The state board is in the process of drafting a new school accountability system and will continue the debate at its meeting on Wednesday (see agenda, Items 1 and 2). A state consultant, attorney Julia Martin, will outline how the state board may have to tailor its concept of school improvement to meet the requirements of the new federal law, which Congress passed and President Barack Obama signed last month as the successor to the No Child Left Behind Act.
The API rates schools and districts on a scale of 200 to 1,000, based on standardized test results. The Legislature established it in 1999. But with the passage of the Local Control Funding Formula and the transition to the Common Core standards in English language arts and math, accompanied by a new set of state tests, the state board suspended calculating the API two years ago. While the board hasn’t yet voted of get rid of it, members, led by President Michael Kirst, appear inclined to.
The Local Control Funding Formula, the school funding and accountability law that Brown proposed and the Legislature adopted in 2013, calls for a broader measure of school performance than the API, at least as currently constructed using test results. The funding law set eight priorities for school districts. They include student achievement, implementation of academic standards like the Common Core, parent involvement, student engagement and preparation for college and careers. The API is one of two dozen metrics that the law says districts must use as yardsticks of improvement. Test scores would continue to be a key measure in a new accountability system but not, Brown suggests, through the API.
Which metrics to use?
The state board’s challenge is to decide which of the many metrics in the funding law should be used in a statewide accountability system that will determine the schools and districts that need targeted assistance and the chronically poorly performing schools that require intervention. Examples of limited assistance might be helping schools better solicit parents’ ideas or reducing suspension rates for a subgroup of students.
Kirst, board member Sue Burr and the state board’s executive director, Karen Stapf Walters, advise Brown on education issues, so it’s not surprising that the governor would endorse the board’s basic approach to school improvement. But Kirst said Brown’s statement in the budget, recommending a “concise” number of metrics, provides new guidance to the board. And the governor has made clear his view of the API, he said.

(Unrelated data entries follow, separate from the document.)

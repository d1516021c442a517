use chrono::{DateTime, Utc};
use clap::{Parser, Subcommand};
use dirs::home_dir;
use serde::Serialize;
use std::env;
use std::fs;
use std::io;
use std::path::{Path, PathBuf};
use std::process::{Command, Stdio};
use std::thread;
use std::time::Duration;
use thiserror::Error;

const LOCK_DIR_ENV: &str = "BREAKTIMER_LOCK_DIR";
const LOCK_FILE_NAME: &str = "breaktimer.pid";

#[derive(Parser, Debug)]
#[command(name = "breaktimer", version, about = "Typing break reminder helper")]
struct Cli {
    #[arg(long, global = true)]
    json: bool,
    #[command(subcommand)]
    command: Commands,
}

#[derive(Subcommand, Debug)]
enum Commands {
    Start {
        #[arg(long, default_value_t = 180)]
        interval_sec: u64,
        #[arg(long, default_value_t = false)]
        once: bool,
        #[arg(long)]
        notify_command: Option<String>,
    },
    Status,
}

#[derive(Debug, Error)]
enum BreakError {
    #[error("io error: {0}")]
    Io(#[from] io::Error),
    #[error("json error: {0}")]
    Json(#[from] serde_json::Error),
    #[error("another break reminder is already running (pid {0})")]
    AlreadyRunning(u32),
    #[error("{0}")]
    Process(String),
}

#[derive(Debug, Serialize)]
struct JsonResult<T: Serialize> {
    ok: bool,
    result: Option<T>,
    error: Option<String>,
}

/// Elapsed wall-clock time since the last (re)start. Real time rather than
/// a monotonic clock: a suspended machine still counts toward the break.
#[derive(Debug, Clone)]
struct BreakTimer {
    start_time: DateTime<Utc>,
}

impl BreakTimer {
    fn start() -> Self {
        Self {
            start_time: Utc::now(),
        }
    }

    fn restart(&mut self) {
        self.start_time = Utc::now();
    }

    fn elapsed_secs(&self) -> i64 {
        (Utc::now() - self.start_time).num_seconds()
    }
}

/// Single-instance ownership through an exclusive pid file. Whoever holds
/// the file is the master; a lock whose recorded pid is gone is stale and
/// gets reclaimed.
#[derive(Debug)]
struct InstanceLock {
    path: PathBuf,
    released: bool,
}

impl InstanceLock {
    fn acquire(path: &Path) -> Result<Self, BreakError> {
        if let Some(parent) = path.parent() {
            fs::create_dir_all(parent)?;
        }
        for _ in 0..2 {
            match fs::OpenOptions::new()
                .write(true)
                .create_new(true)
                .open(path)
            {
                Ok(mut file) => {
                    use std::io::Write;
                    writeln!(file, "{}", std::process::id())?;
                    return Ok(Self {
                        path: path.to_path_buf(),
                        released: false,
                    });
                }
                Err(err) if err.kind() == io::ErrorKind::AlreadyExists => {
                    match read_lock_pid(path) {
                        Some(pid) if process_alive(pid) => {
                            return Err(BreakError::AlreadyRunning(pid))
                        }
                        _ => {
                            // Stale or unreadable owner; reclaim and retry.
                            fs::remove_file(path)?;
                        }
                    }
                }
                Err(err) => return Err(err.into()),
            }
        }
        Err(BreakError::Process(format!(
            "could not acquire lock {}",
            path.display()
        )))
    }

    fn stop(mut self) -> Result<(), BreakError> {
        self.released = true;
        fs::remove_file(&self.path)?;
        Ok(())
    }
}

impl Drop for InstanceLock {
    fn drop(&mut self) {
        if !self.released {
            let _ = fs::remove_file(&self.path);
        }
    }
}

fn read_lock_pid(path: &Path) -> Option<u32> {
    let content = fs::read_to_string(path).ok()?;
    content.trim().parse::<u32>().ok()
}

fn process_alive(pid: u32) -> bool {
    // Prefer procfs where it exists; `kill -0` covers the rest.
    if Path::new("/proc").is_dir() {
        return Path::new("/proc").join(pid.to_string()).exists();
    }
    Command::new("kill")
        .arg("-0")
        .arg(pid.to_string())
        .stdout(Stdio::null())
        .stderr(Stdio::null())
        .status()
        .map(|status| status.success())
        .unwrap_or(false)
}

fn lock_file_path() -> PathBuf {
    let dir = match env::var(LOCK_DIR_ENV) {
        Ok(path) if !path.trim().is_empty() => PathBuf::from(path),
        _ => {
            let mut base = home_dir().unwrap_or_else(|| PathBuf::from("."));
            base.push(".config");
            base.push("breaktimer");
            base
        }
    };
    dir.join(LOCK_FILE_NAME)
}

fn main() -> Result<(), BreakError> {
    let cli = Cli::parse();
    let json = cli.json;

    let result = match cli.command {
        Commands::Start {
            interval_sec,
            once,
            notify_command,
        } => handle_start(json, interval_sec, once, notify_command.as_deref()),
        Commands::Status => handle_status(json),
    };

    if let Err(err) = result {
        if json {
            let payload = JsonResult::<serde_json::Value> {
                ok: false,
                result: None,
                error: Some(err.to_string()),
            };
            print_json(&payload)?;
        } else {
            eprintln!("{err}");
        }
        std::process::exit(1);
    }

    Ok(())
}

fn print_json<T: Serialize>(payload: &T) -> Result<(), BreakError> {
    let text = serde_json::to_string_pretty(payload)?;
    println!("{}", text);
    Ok(())
}

#[derive(Debug, Serialize)]
struct ReminderEvent {
    event: &'static str,
    reminder: u64,
    elapsed_sec: i64,
}

fn emit_reminder(json: bool, reminder: u64, elapsed_sec: i64, notify_command: Option<&str>) {
    if json {
        let event = ReminderEvent {
            event: "break",
            reminder,
            elapsed_sec,
        };
        if let Ok(text) = serde_json::to_string(&event) {
            println!("{}", text);
        }
    } else {
        println!("time for a typing break ({elapsed_sec}s at the keyboard)");
    }
    if let Some(command) = notify_command {
        // Fire-and-forget; a failed notifier never stops the reminder loop.
        let spawned = Command::new("sh")
            .arg("-c")
            .arg(command)
            .stdin(Stdio::null())
            .stdout(Stdio::null())
            .stderr(Stdio::null())
            .spawn();
        if let Err(err) = spawned {
            eprintln!("notify command failed: {err}");
        }
    }
}

fn handle_start(
    json: bool,
    interval_sec: u64,
    once: bool,
    notify_command: Option<&str>,
) -> Result<(), BreakError> {
    let lock = InstanceLock::acquire(&lock_file_path())?;
    let mut timer = BreakTimer::start();
    let mut reminders = 0u64;
    loop {
        if timer.elapsed_secs() >= interval_sec as i64 {
            reminders += 1;
            emit_reminder(json, reminders, timer.elapsed_secs(), notify_command);
            if once {
                break;
            }
            timer.restart();
        }
        thread::sleep(Duration::from_secs(1));
    }
    lock.stop()?;
    Ok(())
}

#[derive(Debug, Serialize)]
struct StatusResult {
    active: bool,
    pid: Option<u32>,
    lock_path: String,
}

fn handle_status(json: bool) -> Result<(), BreakError> {
    let path = lock_file_path();
    let pid = read_lock_pid(&path);
    let active = pid.map(process_alive).unwrap_or(false);
    let status = StatusResult {
        active,
        pid: if active { pid } else { None },
        lock_path: path.to_string_lossy().to_string(),
    };
    if json {
        print_json(&JsonResult {
            ok: true,
            result: Some(status),
            error: None,
        })?;
    } else if active {
        println!("break reminder running (pid {})", status.pid.unwrap_or(0));
    } else {
        println!("no break reminder running");
    }
    Ok(())
}

#[cfg(test)]
mod tests {
    use super::*;
    use tempfile::tempdir;

    fn timer_started_secs_ago(secs: i64) -> BreakTimer {
        BreakTimer {
            start_time: Utc::now() - chrono::Duration::seconds(secs),
        }
    }

    #[test]
    fn timer_starts_near_zero() {
        let timer = BreakTimer::start();
        assert!((0..=1).contains(&timer.elapsed_secs()));
    }

    #[test]
    fn timer_measures_wall_clock_seconds() {
        let timer = timer_started_secs_ago(10);
        assert!(timer.elapsed_secs() >= 10);
    }

    #[test]
    fn timer_restart_rebases() {
        let mut timer = timer_started_secs_ago(10);
        timer.restart();
        assert!(timer.elapsed_secs() < 10);
    }

    #[test]
    fn lock_acquire_makes_this_process_the_master() {
        let dir = tempdir().unwrap();
        let path = dir.path().join(LOCK_FILE_NAME);
        let lock = InstanceLock::acquire(&path).unwrap();
        assert_eq!(read_lock_pid(&path), Some(std::process::id()));

        // The recorded pid is this (live) process, so a second acquire
        // must report the existing master.
        let err = InstanceLock::acquire(&path).unwrap_err();
        match err {
            BreakError::AlreadyRunning(pid) => assert_eq!(pid, std::process::id()),
            other => panic!("unexpected error: {other}"),
        }

        lock.stop().unwrap();
        assert!(!path.exists());
    }

    #[test]
    fn lock_reclaims_stale_owner() {
        let dir = tempdir().unwrap();
        let path = dir.path().join(LOCK_FILE_NAME);
        fs::write(&path, "999999999\n").unwrap();

        let lock = InstanceLock::acquire(&path).expect("stale lock should be reclaimed");
        assert_eq!(read_lock_pid(&path), Some(std::process::id()));
        drop(lock);
        assert!(!path.exists());
    }

    #[test]
    fn lock_reclaims_garbage_content() {
        let dir = tempdir().unwrap();
        let path = dir.path().join(LOCK_FILE_NAME);
        fs::write(&path, "not-a-pid\n").unwrap();

        let lock = InstanceLock::acquire(&path).expect("garbage lock should be reclaimed");
        drop(lock);
        assert!(!path.exists());
    }

    #[test]
    fn dropping_the_lock_releases_it() {
        let dir = tempdir().unwrap();
        let path = dir.path().join(LOCK_FILE_NAME);
        {
            let _lock = InstanceLock::acquire(&path).unwrap();
            assert!(path.exists());
        }
        assert!(!path.exists());
        let _relock = InstanceLock::acquire(&path).unwrap();
    }

    #[test]
    fn lock_pid_parsing_rejects_garbage() {
        let dir = tempdir().unwrap();
        let path = dir.path().join(LOCK_FILE_NAME);
        assert_eq!(read_lock_pid(&path), None);
        fs::write(&path, "garbage").unwrap();
        assert_eq!(read_lock_pid(&path), None);
        fs::write(&path, " 4321 \n").unwrap();
        assert_eq!(read_lock_pid(&path), Some(4321));
    }
}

Kirst argues that boiling down achievement into an API number diverts attention from the key components – graduation and attendance rates or percentage of students admitted to college without need for remediation – that might comprise the future dashboard. But others counter that the API provides parents with a simple comparison of schools’ performance that they can use when deciding where to enroll their children.
A school list without an index?
How the new federal law is interpreted could decide the issue. The law is generally in sync with California’s approach to school accountability in requiring that states adopt multiple measures of performance: high school graduation rates, measures of English learners’ proficiency in English, test scores on standardized tests in math, English language arts and science, plus one other non-test measure of student achievement that states can choose.

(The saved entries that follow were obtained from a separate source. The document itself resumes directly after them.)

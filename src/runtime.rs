//! ==============================================================================
//! runtime.rs - the filter service
//! ==============================================================================
//!
//! purpose:
//!     wires the subscription registry, the cache, the forwarder and the store
//!     together and implements what happens to every inbound message.
//!
//! message flow:
//!
//! ```text
//!     broker ──> dispatch(topic) ──> registry ──> handler
//!                                                   │
//!                         store every message <─────┤
//!                                                   ▼
//!                              not json ─────────> forward (keyed by topic)
//!                              unknown device ───> forward (keyed by topic)
//!                              known device ─────> cache.add (validation)
//!                                                   │
//!                                        rejected <─┴─> accepted
//!                                      (count, log)     forward (keyed by identity)
//! ```
//!
//! relationships:
//!     - used by: main.rs (creates runtime, feeds the mqtt event loop)
//!     - used by: api.rs (read only views)
//!     - owns: topic.rs registry, cache.rs, forwarder.rs, stats.rs
//!
//! ==============================================================================

use crate::cache::{DataCache, DataEntry};
use crate::clock::Clock;
use crate::config::FilterConfig;
use crate::device::{DeviceReading, MqttMessage};
use crate::error::{FilterError, Result};
use crate::forwarder::{Forwarder, ProbeThrottle};
use crate::stats::{Inbound, StatsSnapshot, Statistics};
use crate::store::{MessageStore, StoredMessage};
use crate::topic::{TopicRegistry, TopicRewriter};
use crate::transport::Transport;
use crate::validation::ValidationPipeline;

use serde::Serialize;
use std::future::Future;
use std::pin::Pin;
use std::sync::{Arc, RwLock};
use std::time::Duration;
use tokio::sync::Mutex;
use tracing::{debug, info, warn};

/// a subscription callback: (topic, raw payload)
pub type Handler =
    Arc<dyn Fn(String, Vec<u8>) -> Pin<Box<dyn Future<Output = ()> + Send>> + Send + Sync>;

/// result of a manual cache cleanup
#[derive(Debug, Clone, Copy, PartialEq, Eq, Serialize)]
pub struct CleanupReport {
    pub initial_count: usize,
    pub deleted: usize,
    pub final_count: usize,
}

// ==============================================================================
// ingest - per message processing
// ==============================================================================
// kept apart from the registry so handlers can hold it without the registry
// holding itself.

#[derive(Clone)]
struct Ingest {
    cache: Arc<Mutex<DataCache>>,
    forwarder: Forwarder,
    store: Option<Arc<dyn MessageStore>>,
    stats: Arc<Statistics>,
    clock: Arc<dyn Clock>,
}

impl Ingest {
    async fn process(&self, topic: &str, payload: &[u8]) {
        let text = String::from_utf8_lossy(payload).into_owned();
        let message = MqttMessage::new(topic, text);

        let reading = message.data.as_ref().and_then(DeviceReading::from_value);
        let key = reading.as_ref().map(DeviceReading::identity);

        self.persist(&message, key.clone()).await;

        match (reading, key) {
            (Some(reading), Some(key)) => {
                self.stats.record_received(Inbound::Device);
                self.accept_reading(key, reading, message).await;
            }
            _ => {
                let kind = if message.data.is_some() {
                    Inbound::Unknown
                } else {
                    Inbound::Unparseable
                };
                self.stats.record_received(kind);
                debug!(%topic, ?kind, "forwarding opaque message");
                self.forwarder.throttle_message(topic, message).await;
            }
        }
    }

    async fn accept_reading(&self, key: String, reading: DeviceReading, message: MqttMessage) {
        let data = message.data.clone().unwrap_or_default();
        let entry = DataEntry::new(message.topic.clone(), reading, data, self.clock.now());

        let verdict = self.cache.lock().await.add(&key, entry);
        match verdict {
            Ok(()) => self.forwarder.throttle_message(&key, message).await,
            Err(rejection) => {
                debug!(%key, %rejection, "reading rejected");
                self.stats.record_rejected(&key, &rejection.to_string());
            }
        }
    }

    async fn persist(&self, message: &MqttMessage, device_id: Option<String>) {
        let Some(store) = &self.store else {
            return;
        };
        let stored = StoredMessage {
            timestamp: self.clock.now(),
            device_id,
            topic: message.topic.clone(),
            message: message.message.clone(),
        };
        if let Err(e) = store.store(stored).await {
            warn!("Failed to store message from {}: {:#}", message.topic, e);
        }
    }
}

// ==============================================================================
// filter runtime - main public interface
// ==============================================================================

/// clone-able handle to the shared filter state
#[derive(Clone)]
pub struct FilterRuntime {
    registry: Arc<RwLock<TopicRegistry<Handler>>>,
    transport: Arc<dyn Transport>,
    ingest: Ingest,
    source_topic: String,
}

impl FilterRuntime {
    pub fn new(
        config: &FilterConfig,
        transport: Arc<dyn Transport>,
        store: Option<Arc<dyn MessageStore>>,
        clock: Arc<dyn Clock>,
    ) -> Result<Self> {
        let stats = Arc::new(Statistics::new(clock.clone()));

        let rewriter = TopicRewriter::new(&config.topics.src, &config.topics.dst)?;
        let forwarder = Forwarder::builder(transport.clone(), rewriter, stats.clone())
            .default_interval(Duration::from_secs(config.throttle.default_interval_secs))
            .policy(ProbeThrottle::new(
                config.throttle.probe_threshold_c,
                Duration::from_secs(config.throttle.probe_interval_secs),
            ))
            .build();

        let cache = DataCache::new(
            ValidationPipeline::standard(&config.validation),
            clock.clone(),
            chrono::Duration::seconds(config.cache.max_age_secs as i64),
        );

        Ok(Self {
            registry: Arc::new(RwLock::new(TopicRegistry::new())),
            transport,
            ingest: Ingest {
                cache: Arc::new(Mutex::new(cache)),
                forwarder,
                store,
                stats,
                clock,
            },
            source_topic: config.topics.src.clone(),
        })
    }

    /// subscribes the filter itself to the configured source pattern
    pub async fn start(&self) -> Result<()> {
        let ingest = self.ingest.clone();
        let handler: Handler = Arc::new(move |topic, payload| {
            let ingest = ingest.clone();
            Box::pin(async move { ingest.process(&topic, &payload).await })
        });

        self.subscribe(&self.source_topic, handler).await?;
        info!("Filtering {}", self.source_topic);
        Ok(())
    }

    /// registers `handler` and subscribes on the broker
    pub async fn subscribe(&self, pattern: &str, handler: Handler) -> Result<()> {
        self.registry_write().register(pattern, handler)?;
        self.transport
            .subscribe(pattern)
            .await
            .map_err(|e| FilterError::Transport(format!("{:#}", e)))
    }

    pub async fn unsubscribe(&self, pattern: &str) -> Result<bool> {
        let removed = self.registry_write().unregister(pattern);
        if removed {
            self.transport
                .unsubscribe(pattern)
                .await
                .map_err(|e| FilterError::Transport(format!("{:#}", e)))?;
        }
        Ok(removed)
    }

    /// runs every handler whose pattern matches `topic`
    pub async fn dispatch(&self, topic: &str, payload: Vec<u8>) {
        // clone handlers out so no lock is held while they run
        let handlers = match self.registry_read().dispatch(topic) {
            Ok(handlers) => handlers,
            Err(e) => {
                warn!("Dropping message: {}", e);
                return;
            }
        };

        if handlers.is_empty() {
            debug!(%topic, "no subscription matches");
        }
        for handler in handlers {
            handler(topic.to_string(), payload.clone()).await;
        }
    }

    /// the default handler, without going through the registry
    pub async fn process_message(&self, topic: &str, payload: &[u8]) {
        self.ingest.process(topic, payload).await;
    }

    pub async fn snapshot(&self) -> StatsSnapshot {
        let active = self.ingest.forwarder.job_count().await;
        let devices = self.ingest.cache.lock().await.count();
        self.ingest.stats.snapshot(active, devices)
    }

    pub async fn cleanup_cache(&self) -> CleanupReport {
        let mut cache = self.ingest.cache.lock().await;
        let initial_count = cache.count();
        let deleted = cache.cleanup();
        CleanupReport { initial_count, deleted, final_count: cache.count() }
    }

    /// stops every flush job
    pub async fn shutdown(&self) {
        self.ingest.forwarder.shutdown().await;
    }

    pub fn cache(&self) -> &Arc<Mutex<DataCache>> {
        &self.ingest.cache
    }

    pub fn forwarder(&self) -> &Forwarder {
        &self.ingest.forwarder
    }

    pub fn stats(&self) -> &Arc<Statistics> {
        &self.ingest.stats
    }

    pub fn store(&self) -> Option<&Arc<dyn MessageStore>> {
        self.ingest.store.as_ref()
    }

    pub fn clock(&self) -> &Arc<dyn Clock> {
        &self.ingest.clock
    }

    fn registry_read(&self) -> std::sync::RwLockReadGuard<'_, TopicRegistry<Handler>> {
        self.registry.read().unwrap_or_else(|e| e.into_inner())
    }

    fn registry_write(&self) -> std::sync::RwLockWriteGuard<'_, TopicRegistry<Handler>> {
        self.registry.write().unwrap_or_else(|e| e.into_inner())
    }
}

But the federal law also requires that every three years states identify the lowest-performing 5 percent of schools – about 500 schools in California – and monitor plans for improvement. The Every Student Succeeds Act doesn’t mandate using an index to rank the worst schools, but California will find it challenging to create a list without an index, said Christopher Cross, an education consultant from Danville who served as an assistant U.S. secretary of education for educational research and improvement during the administration of President George H.W. Bush. “It will be a tough road for California with regard to the 5 percent, and I don’t know how they can do it (without creating an index) in a way that is acceptable to the federal government and parents, too,” he said. “The creation of an index can factor in other measures, but in the final analysis it needs to lead to the identity of those schools that require extra supports.”
Brown has criticized judging a school on test scores alone. In 2011, he vetoed a bill that would have expanded the API to include multiple indicators. Calling it a “siren song of reform,” he wrote in his veto message, “Adding more speedometers to a broken car won’t turn it into a high-performance machine.” A year later, he did sign SB 1458, a simplified version of the bill that calls for expanding the API to include factors other than test scores for at least 40 percent of a school’s score.
The latest statement reflects a further change in Brown’s thinking. And he said in the budget summary that his administration would support removing “outdated accountability components.”
But the API is interwoven in dozens of laws on the books, like SB 1458, and programs whose supporters will be wary of changes. An example is the Open Enrollment Act, a 5-year-old underutilized law that requires the state annually to list the lowest-achieving 1,000 schools based on API scores. The law allows parents of children in those schools to transfer to better-performing schools in other districts that make spots available; few districts, however, have done so. Threatened with a lawsuit, the state Department of Education last month reluctantly reposted the list of schools from 2012-13, the last year of the API, with the caveat that parents should be wary of using an old list.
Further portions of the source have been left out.